Official and Industry Perspectives
Industry analysts from Bernstein suggest that the sector is shifting its focus from rapid, loss-making expansion to unit economics and profitability. While platforms are diversifying into higher-margin categories like gourmet groceries and non-grocery items to increase average order values (AOV), the core delivery model remains labor-intensive.
Organizers and industry representatives have defended their models, emphasizing the technological and logistical achievements that make rapid delivery possible. Some firms have introduced structured breaks and heat-safety training, though critics argue that such measures do not address the fundamental structural power imbalance.
Why It Matters
The debate over quick commerce is a moral challenge for a society that values speed but often ignores the insecurity of those fulfilling the promise. As the gig workforce is projected to grow to 23.5 million by 2030, the question of whether India’s convenience-led economy can be socially defensible remains a critical issue for policymakers, regulators, and consumers alike.
Key Facts at a Glance
Market Growth: Quick commerce is projected to reach a $35 billion potential serviceable addressable market by FY30.
Workforce Size: The Indian gig workforce grew to approximately 12 million in FY 2024–25 and is projected to reach 23.5 million by 2029–30.

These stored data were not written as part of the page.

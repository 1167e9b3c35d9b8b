#[derive(Clone, Copy, Debug)]
pub struct TableOptions {
    pub max_width: Option<usize>,
    pub color: bool,
}

const MIN_COLUMN: usize = 6;

/// Render an aligned table for string rows. Widths count characters, so
/// accented Portuguese text lines up.
#[must_use]
pub fn render_entity_table(
    headers: &[&str],
    rows: &[Vec<String>],
    options: TableOptions,
) -> String {
    let mut widths: Vec<usize> = headers
        .iter()
        .enumerate()
        .map(|(index, header)| {
            rows.iter()
                .filter_map(|row| row.get(index))
                .map(|cell| display_len(cell))
                .max()
                .unwrap_or(0)
                .max(display_len(header))
                .max(MIN_COLUMN)
        })
        .collect();

    shrink_to_fit(&mut widths, headers, options.max_width);

    let header_line = headers
        .iter()
        .zip(&widths)
        .map(|(header, width)| pad(&truncate(header, *width), *width, false))
        .collect::<Vec<_>>()
        .join("  ");
    let divider = "-".repeat(display_len(&header_line));

    let mut lines = Vec::with_capacity(rows.len() + 2);
    lines.push(header_line);
    lines.push(divider);
    for row in rows {
        let line = widths
            .iter()
            .enumerate()
            .map(|(index, width)| {
                let cell = row.get(index).map_or("-", String::as_str);
                let cell = truncate(&single_line(cell), *width);
                let padded = pad(&cell, *width, looks_numeric(&cell));
                if options.color {
                    colorize(&cell, padded)
                } else {
                    padded
                }
            })
            .collect::<Vec<_>>()
            .join("  ");
        lines.push(line.trim_end().to_string());
    }
    lines.join("\n")
}

fn display_len(value: &str) -> usize {
    value.chars().count()
}

/// Narrow the widest column one step at a time until the row fits.
fn shrink_to_fit(widths: &mut [usize], headers: &[&str], max_width: Option<usize>) {
    let Some(max_width) = max_width else {
        return;
    };
    let separators = widths.len().saturating_sub(1) * 2;

    while widths.iter().sum::<usize>() + separators > max_width {
        let candidate = widths
            .iter()
            .enumerate()
            .filter(|(idx, width)| **width > display_len(headers[*idx]).max(MIN_COLUMN))
            .max_by_key(|(_, width)| **width)
            .map(|(idx, _)| idx);
        let Some(idx) = candidate else {
            break;
        };
        widths[idx] -= 1;
    }
}

fn single_line(value: &str) -> String {
    value.split_whitespace().collect::<Vec<_>>().join(" ")
}

fn truncate(value: &str, width: usize) -> String {
    if display_len(value) <= width {
        return value.to_string();
    }
    if width <= 1 {
        return "…".to_string();
    }
    let mut out: String = value.chars().take(width - 1).collect();
    out.push('…');
    out
}

fn looks_numeric(value: &str) -> bool {
    let trimmed = value.trim();
    !trimmed.is_empty()
        && trimmed
            .chars()
            .all(|ch| ch.is_ascii_digit() || matches!(ch, '-' | '+' | '.' | ','))
}

fn pad(value: &str, width: usize, right_align: bool) -> String {
    let fill = " ".repeat(width.saturating_sub(display_len(value)));
    if right_align {
        format!("{fill}{value}")
    } else {
        format!("{value}{fill}")
    }
}

/// Wrap an already padded cell in an ANSI color chosen from its text.
fn colorize(cell: &str, padded: String) -> String {
    let code = match cell.to_lowercase().as_str() {
        "approved" | "true" | "baixo" => "32",
        "pending" | "médio" => "33",
        "rejected" | "false" | "alto" => "31",
        _ => return padded,
    };
    format!("\u{1b}[{code}m{padded}\u{1b}[0m")
}

#[cfg(test)]
mod tests {
    use super::{TableOptions, render_entity_table};

    fn char_col(line: &str, needle: &str) -> Option<usize> {
        line.find(needle).map(|byte| line[..byte].chars().count())
    }

    fn cells(values: &[&str]) -> Vec<String> {
        values.iter().map(|v| (*v).to_string()).collect()
    }

    #[test]
    fn accented_cells_align_by_characters() {
        let rows = vec![
            cells(&["tec-1", "são paulo", "pending"]),
            cells(&["tec-200", "rio de janeiro", "approved"]),
        ];
        let table = render_entity_table(
            &["id", "city", "status"],
            &rows,
            TableOptions {
                max_width: None,
                color: false,
            },
        );
        let lines: Vec<&str> = table.lines().collect();

        assert_eq!(lines.len(), 4);
        assert!(lines[1].chars().all(|c| c == '-'));
        let status_col = char_col(lines[0], "status");
        assert_eq!(char_col(lines[2], "pending"), status_col);
        assert_eq!(char_col(lines[3], "approved"), status_col);
    }

    #[test]
    fn narrow_terminal_truncates_widest_column() {
        let rows = vec![cells(&[
            "dgn-1",
            "Falha em componente eletrônico interno e fiação solta",
        ])];
        let table = render_entity_table(
            &["id", "causes"],
            &rows,
            TableOptions {
                max_width: Some(40),
                color: false,
            },
        );
        let row = table.lines().nth(2).expect("data row");
        assert!(row.chars().count() <= 40);
        assert!(row.ends_with('…'));
    }

    #[test]
    fn multiline_cells_are_flattened() {
        let rows = vec![cells(&["nota", "linha um\nlinha dois"])];
        let table = render_entity_table(
            &["field", "value"],
            &rows,
            TableOptions {
                max_width: None,
                color: false,
            },
        );
        assert_eq!(table.lines().count(), 3);
        assert!(table.contains("linha um linha dois"));
    }
}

Income Concerns: Nearly 40% of gig workers earn less than ₹15,000 per month.
Structural Risks: Delivery partners frequently face road safety hazards and lack access to standard social security benefits like insurance or provident funds.
FAQ
Are quick-commerce platforms profitable?
Most platforms are currently working toward profitability and are shifting their strategy from aggressive expansion to sustainable unit economics, though many still operate with significant losses.
Why do delivery workers face so much pressure?
Pressure stems from algorithmic management, customer expectations, and incentive structures that prioritize speed and delivery volume over hours worked or worker safety.
What protections do gig workers have in India?
Currently, most gig workers are classified as "partners" rather than employees, meaning they do not receive standard labor law protections like health insurance, paid leave, or retirement benefits.
What is the "10-minute" model’s impact on road safety?
The intense time pressure encourages riders to speed, jump traffic signals, and ignore safety norms to avoid penalties, significantly increasing the risk of road accidents.